Improving The Flow – Asterand’s PhaseZERO®
Pharmacology Services For Urology Research
Historically, normal urological function and associated pathologies have been hard to characterise in human tissue in vitro due to poor availability and quality of tissue. Over the last 11 years, Asterand has established an extensive global network that allows access to a wide range of high quality human tissues, ethically consented for research. This provides us with regular access to a comprehensive range of urinary tissues including bladder, prostate and urethra from both male and female donors.

The majority of urinary tissues obtained for our PhaseZERO® pharmacological studies come from non-diseased bladder samples, which are obtained from a wide age range of donors. Our access to such tissue allows compounds to be assessed in ‘normal’ human tissue. As soon as fresh human urinary tissue becomes available, studies are performed by our experienced pharmacology team based in Royston, near Cambridge, in the UK.

    Human bladderTypical examples of fresh human bladder tissue available for PhaseZERO® pharmacological studies at Asterand: segment of human, full thickness bladder (left) and partially dissected bladder showing bladder muscle bundles (right).



Asterand offers a number of experimental approaches to evaluate test compounds for the treatment of urinary incontinence. Using ‘classical’ pharmacological techniques, our portfolio of urological-based assays can be used for profiling compounds at human native targets to determine:
  • Agonist and antagonist potency
  • Magnitude of effect
  • Onset and duration of action
  • Mechanism of action
These human tissue-based data can be essential for understanding species differences in pharmacology and for validating (or otherwise) animal or recombinant target-based approaches.

Overactive bladder (OAB) syndrome has been estimated to occur in ~17% of the population in the United States and Europe. Therefore there is still considerable investment from pharmaceutical companies to discover new drugs in this field and it is an area in which Asterand, with its range of assays, can help accelerate the progression of potential new pharmacotherapies. Below are some examples of data that Asterand has generated using human urological tissue.


Muscarinic receptor function in human bladder
Over the last three decades, there has been widespread use of anti-muscarinic compounds, both subtype-selective (e.g. darifenacin) and non-selective (e.g. oxybutinin), for the management of OAB.

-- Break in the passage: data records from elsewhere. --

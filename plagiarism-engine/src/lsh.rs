//! Banded locality-sensitive index over fingerprints, one instance per
//! problem. Buckets hold submission ids only; callers resolve ids against
//! the store, so dropping an index loses nothing durable.

use crate::fingerprint::Fingerprint;
use fnv::{FnvHashMap, FnvHasher};
use std::hash::Hasher;

pub const DEFAULT_TABLE_COUNT: usize = 20;
pub const DEFAULT_CANDIDATE_CAP: usize = 200;

#[derive(Debug, Clone, Copy, PartialEq, Eq)]
pub struct Candidate {
    pub submission_id: i64,
    /// Number of tables in which the candidate co-hashed with the query.
    pub votes: u32,
}

#[derive(Debug)]
pub struct LshIndex {
    tables: Vec<FnvHashMap<u64, Vec<i64>>>,
    candidate_cap: usize,
}

impl LshIndex {
    pub fn new(table_count: usize) -> Self {
        Self::with_candidate_cap(table_count, DEFAULT_CANDIDATE_CAP)
    }

    pub fn with_candidate_cap(table_count: usize, candidate_cap: usize) -> Self {
        LshIndex {
            tables: (0..table_count.max(1)).map(|_| FnvHashMap::default()).collect(),
            candidate_cap,
        }
    }

    pub fn table_count(&self) -> usize {
        self.tables.len()
    }

    /// Re-adding an id is tolerated: duplicate bucket entries only inflate
    /// vote counts uniformly.
    pub fn add(&mut self, submission_id: i64, fingerprint: &Fingerprint) {
        for (table, band_hash) in band_hashes(fingerprint, self.tables.len()).into_iter().enumerate()
        {
            self.tables[table]
                .entry(band_hash)
                .or_default()
                .push(submission_id);
        }
    }

    /// Ids sharing at least one band with the query, ordered by descending
    /// vote count, capped. A single vote is enough; exact scoring decides.
    pub fn candidates(&self, fingerprint: &Fingerprint) -> Vec<Candidate> {
        let mut votes: FnvHashMap<i64, u32> = FnvHashMap::default();
        for (table, band_hash) in band_hashes(fingerprint, self.tables.len()).into_iter().enumerate()
        {
            if let Some(bucket) = self.tables[table].get(&band_hash) {
                for id in bucket {
                    *votes.entry(*id).or_insert(0) += 1;
                }
            }
        }

        let mut candidates: Vec<Candidate> = votes
            .into_iter()
            .map(|(submission_id, votes)| Candidate {
                submission_id,
                votes,
            })
            .collect();
        candidates.sort_by(|a, b| {
            b.votes
                .cmp(&a.votes)
                .then(a.submission_id.cmp(&b.submission_id))
        });
        candidates.truncate(self.candidate_cap);
        candidates
    }
}

/// Partition the ascending hash list into contiguous bands, one per table,
/// the last band absorbing the remainder. Fingerprints smaller than the
/// table count fill fewer tables with single-element bands.
fn band_hashes(fingerprint: &Fingerprint, table_count: usize) -> Vec<u64> {
    let sorted: Vec<u64> = fingerprint.iter().collect();
    if sorted.is_empty() || table_count == 0 {
        return Vec::new();
    }

    let bands = table_count.min(sorted.len());
    let band_size = sorted.len() / bands;
    let mut hashes = Vec::with_capacity(bands);
    let mut start = 0;
    for band in 0..bands {
        let end = if band == bands - 1 {
            sorted.len()
        } else {
            start + band_size
        };
        let mut hasher = FnvHasher::default();
        for value in &sorted[start..end] {
            hasher.write(&value.to_le_bytes());
        }
        hashes.push(hasher.finish());
        start = end;
    }
    hashes
}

Anti-muscarinic compounds have been associated with poor tolerance due to the side effects seen on both the salivary glands, causing dry-mouth, and on the GI-tract, causing constipation, through the activation of M3 muscarinic receptors. Therefore, there is still a drive to find both novel targets for the management of OAB and design anti-muscarinic compounds that will have better patient tolerability.

Human isolated urological tissue can also be used to assess drug-induced smooth muscle contraction or relaxation and to assess the drug effects on nerve-induced contractions. The bladder dome receives a parasympathetic innervation, which plays a key role during voiding. Below shows some of our data with the non-selective muscarinic antagonist, atropine.

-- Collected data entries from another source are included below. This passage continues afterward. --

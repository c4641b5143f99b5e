use anyhow::{Context, Result};
use redis::AsyncCommands;

pub const JUDGE_QUEUE: &str = "judge_queue";
pub const PLAGIARISM_QUEUE: &str = "plagiarism_queue";

/// Thin wrapper over the queue broker. Payloads are bare decimal submission
/// ids; delivery is at-least-once and consumers tolerate duplicates.
#[derive(Clone)]
pub struct Queue {
    client: redis::Client,
}

impl Queue {
    /// An unparseable broker URL is a boot failure.
    pub fn new(redis_url: &str) -> Result<Self> {
        let client = redis::Client::open(redis_url).context("parsing queue broker URL")?;
        Ok(Queue { client })
    }

    pub async fn verify_connectivity(&self) -> Result<()> {
        let mut conn = self
            .client
            .get_async_connection()
            .await
            .context("connecting to queue broker")?;
        redis::cmd("PING")
            .query_async::<_, ()>(&mut conn)
            .await
            .context("pinging queue broker")?;
        Ok(())
    }

    /// One atomic round trip placing the id on both work queues. Either
    /// both consumers will see the submission or neither does.
    pub async fn enqueue_submission(&self, submission_id: i64) -> Result<()> {
        let mut conn = self
            .client
            .get_async_connection()
            .await
            .context("connecting to queue broker")?;
        let payload = submission_id.to_string();
        redis::pipe()
            .atomic()
            .lpush(JUDGE_QUEUE, &payload)
            .ignore()
            .lpush(PLAGIARISM_QUEUE, &payload)
            .ignore()
            .query_async::<_, ()>(&mut conn)
            .await
            .context("enqueueing submission")?;
        Ok(())
    }

    /// Put an id back for redelivery after a transient worker failure.
    pub async fn requeue(&self, queue: &str, submission_id: i64) -> Result<()> {
        let mut conn = self
            .client
            .get_async_connection()
            .await
            .context("connecting to queue broker")?;
        let _: () = conn
            .lpush(queue, submission_id.to_string())
            .await
            .context("requeueing submission")?;
        Ok(())
    }

    /// Blocking pops park the whole connection, so each consumer owns one.
    pub async fn consumer(&self) -> Result<QueueConsumer> {
        let conn = self
            .client
            .get_async_connection()
            .await
            .context("connecting queue consumer")?;
        Ok(QueueConsumer { conn })
    }
}

pub struct QueueConsumer {
    conn: redis::aio::Connection,
}

impl QueueConsumer {
    /// Waits indefinitely for the next id on `queue`.
    pub async fn pop(&mut self, queue: &str) -> Result<i64> {
        let (_, payload): (String, String) = self
            .conn
            .brpop(queue, 0.0)
            .await
            .context("blocking pop from queue")?;
        parse_submission_id(&payload)
    }
}

pub fn parse_submission_id(payload: &str) -> Result<i64> {
    payload
        .trim()
        .parse::<i64>()
        .with_context(|| format!("malformed queue payload: {payload:?}"))
}

#[cfg(test)]
mod tests {
    use super::*;

    #[test]
    fn payloads_are_decimal_ids() {
        assert_eq!(parse_submission_id("42").unwrap(), 42);
        assert_eq!(parse_submission_id(" 17\n").unwrap(), 17);
    }

    #[test]
    fn garbage_payloads_are_rejected() {
        assert!(parse_submission_id("").is_err());
        assert!(parse_submission_id("abc").is_err());
        assert!(parse_submission_id("12.5").is_err());
    }

    #[test]
    fn broker_url_must_parse() {
        assert!(Queue::new("redis://localhost:6379").is_ok());
        assert!(Queue::new("rediss://secure-host:6380").is_ok());
        assert!(Queue::new("not a url").is_err());
    }
}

 Electrical-field stimulation induced contractions of human isolated detrusor

This original trace shows stable, electrical-field stimulation induced contractions of human isolated detrusor, with concentration-dependent inhibition in the presence of atropine, a non-selective muscarinic receptor antagonist (concentrations are logM).
 Human isolated detrusor smooth muscle

Here we have shown that atropine (10nM to 1µM) causes concentration-related antagonism of carbachol-induced contractions in human isolated detrusor smooth muscle. The affinity values generated agree with published literature values for atropine in human bladder.


ß-adrenoceptor function in human bladder
The functional importance of ß-adrenoceptors in the human detrusor remains to be established. There is speculation that in detrusor overactivity there is a lack of ß-adrenoceptor mediated inhibitory responses. Therefore, an alternative approach to anti-muscarinics for treating overactive bladder could be to enhance the relaxation (via the stimulation of ß-adrenoceptors) of the bladder during the filling phase.

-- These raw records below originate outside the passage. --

//! Bounded fingerprint cache keyed by submission id. LRU for capacity,
//! TTL for staleness; a periodic sweep (driven by the owner) drops expired
//! entries wholesale.

use crate::fingerprint::Fingerprint;
use lru::LruCache;
use parking_lot::Mutex;
use std::num::NonZeroUsize;
use std::sync::Arc;
use std::time::{Duration, Instant};

pub const DEFAULT_MAX_ENTRIES: usize = 10_000;
pub const DEFAULT_TTL: Duration = Duration::from_secs(30 * 60);

struct CacheEntry {
    fingerprint: Arc<Fingerprint>,
    cached_at: Instant,
}

pub struct FingerprintCache {
    entries: Mutex<LruCache<i64, CacheEntry>>,
    ttl: Duration,
}

impl FingerprintCache {
    pub fn new(max_entries: usize, ttl: Duration) -> Self {
        let capacity = NonZeroUsize::new(max_entries).unwrap_or(NonZeroUsize::MIN);
        FingerprintCache {
            entries: Mutex::new(LruCache::new(capacity)),
            ttl,
        }
    }

    /// A hit refreshes recency; an expired entry is dropped and reported as
    /// a miss.
    pub fn get(&self, submission_id: i64) -> Option<Arc<Fingerprint>> {
        let mut entries = self.entries.lock();
        if let Some(entry) = entries.get(&submission_id) {
            if entry.cached_at.elapsed() < self.ttl {
                return Some(entry.fingerprint.clone());
            }
        } else {
            return None;
        }
        entries.pop(&submission_id);
        None
    }

    pub fn insert(&self, submission_id: i64, fingerprint: Arc<Fingerprint>) {
        self.entries.lock().put(
            submission_id,
            CacheEntry {
                fingerprint,
                cached_at: Instant::now(),
            },
        );
    }

    /// Removes every entry past the TTL; returns how many were dropped.
    pub fn sweep_expired(&self) -> usize {
        let mut entries = self.entries.lock();
        let expired: Vec<i64> = entries
            .iter()
            .filter(|(_, entry)| entry.cached_at.elapsed() >= self.ttl)
            .map(|(id, _)| *id)
            .collect();
        for id in &expired {
            entries.pop(id);
        }
        expired.len()
    }

    pub fn len(&self) -> usize {
        self.entries.lock().len()
    }

    pub fn is_empty(&self) -> bool {
        self.entries.lock().is_empty()
    }
}

impl Default for FingerprintCache {
    fn default() -> Self {
        Self::new(DEFAULT_MAX_ENTRIES, DEFAULT_TTL)
    }
}

#[cfg(test)]
mod tests {
    use super::*;

    fn fp(hashes: impl IntoIterator<Item = u64>) -> Arc<Fingerprint> {
        Arc::new(hashes.into_iter().collect())
    }

    #[test]
    fn hit_returns_the_cached_fingerprint() {
        let cache = FingerprintCache::default();
        cache.insert(1, fp([1, 2, 3]));
        let hit = cache.get(1).expect("cached");
        assert_eq!(hit.len(), 3);
    }

    #[test]
    fn miss_on_unknown_id() {
        let cache = FingerprintCache::default();
        assert!(cache.get(99).is_none());
    }

    #[test]
    fn capacity_evicts_least_recently_used() {
        let cache = FingerprintCache::new(2, DEFAULT_TTL);
        cache.insert(1, fp([1]));
        cache.insert(2, fp([2]));
        // Touch 1 so 2 becomes the eviction victim.
        assert!(cache.get(1).is_some());
        cache.insert(3, fp([3]));

        assert!(cache.get(1).is_some());
        assert!(cache.get(2).is_none());
        assert!(cache.get(3).is_some());
    }

    #[test]
    fn expired_entries_read_as_misses() {
        let cache = FingerprintCache::new(10, Duration::ZERO);
        cache.insert(1, fp([1]));
        assert!(cache.get(1).is_none());
        assert!(cache.is_empty());
    }

    #[test]
    fn sweep_removes_only_expired_entries() {
        let expiring = FingerprintCache::new(10, Duration::ZERO);
        expiring.insert(1, fp([1]));
        expiring.insert(2, fp([2]));
        assert_eq!(expiring.sweep_expired(), 2);
        assert!(expiring.is_empty());

        let fresh = FingerprintCache::new(10, DEFAULT_TTL);
        fresh.insert(1, fp([1]));
        assert_eq!(fresh.sweep_expired(), 0);
        assert_eq!(fresh.len(), 1);
    }
}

The distribution of ß-adrenoceptor subtypes mediating detrusor smooth muscle relaxation is species dependent, making extrapolation of data generated in various animal models to humans difficult. Therefore the use of human tissue can bridge the gap between animal or cell models and the clinic.

    Pre-contracted human isolated detrusor

The figure above shows the concentration-dependent relaxation of KCl pre-contracted human isolated detrusor with either the non-selective ß-adrenoceptor agonist, isoprenaline (pEC50 = 6.5, both graphs) or the L-type calcium channel blocker, nifedipine (pIC50 = 8.0, right hand graph only). Comparable data is produced with isoprenaline in human detrusor obtained either through a surgical sample or from a whole bladder donor (left hand graph only). The potency of isoprenaline and nifedipine concurs with literature values.

Human isolated detrusor

Another original trace of human isolated detrusor to show the effects of isoprenaline on electrical field stimulation (EFS) induced contraction. Isoprenaline inhibited EFS-induced contraction but also markedly decreased basal tone. The remaining EFS-response was abolished by atropine (concentrations are logM).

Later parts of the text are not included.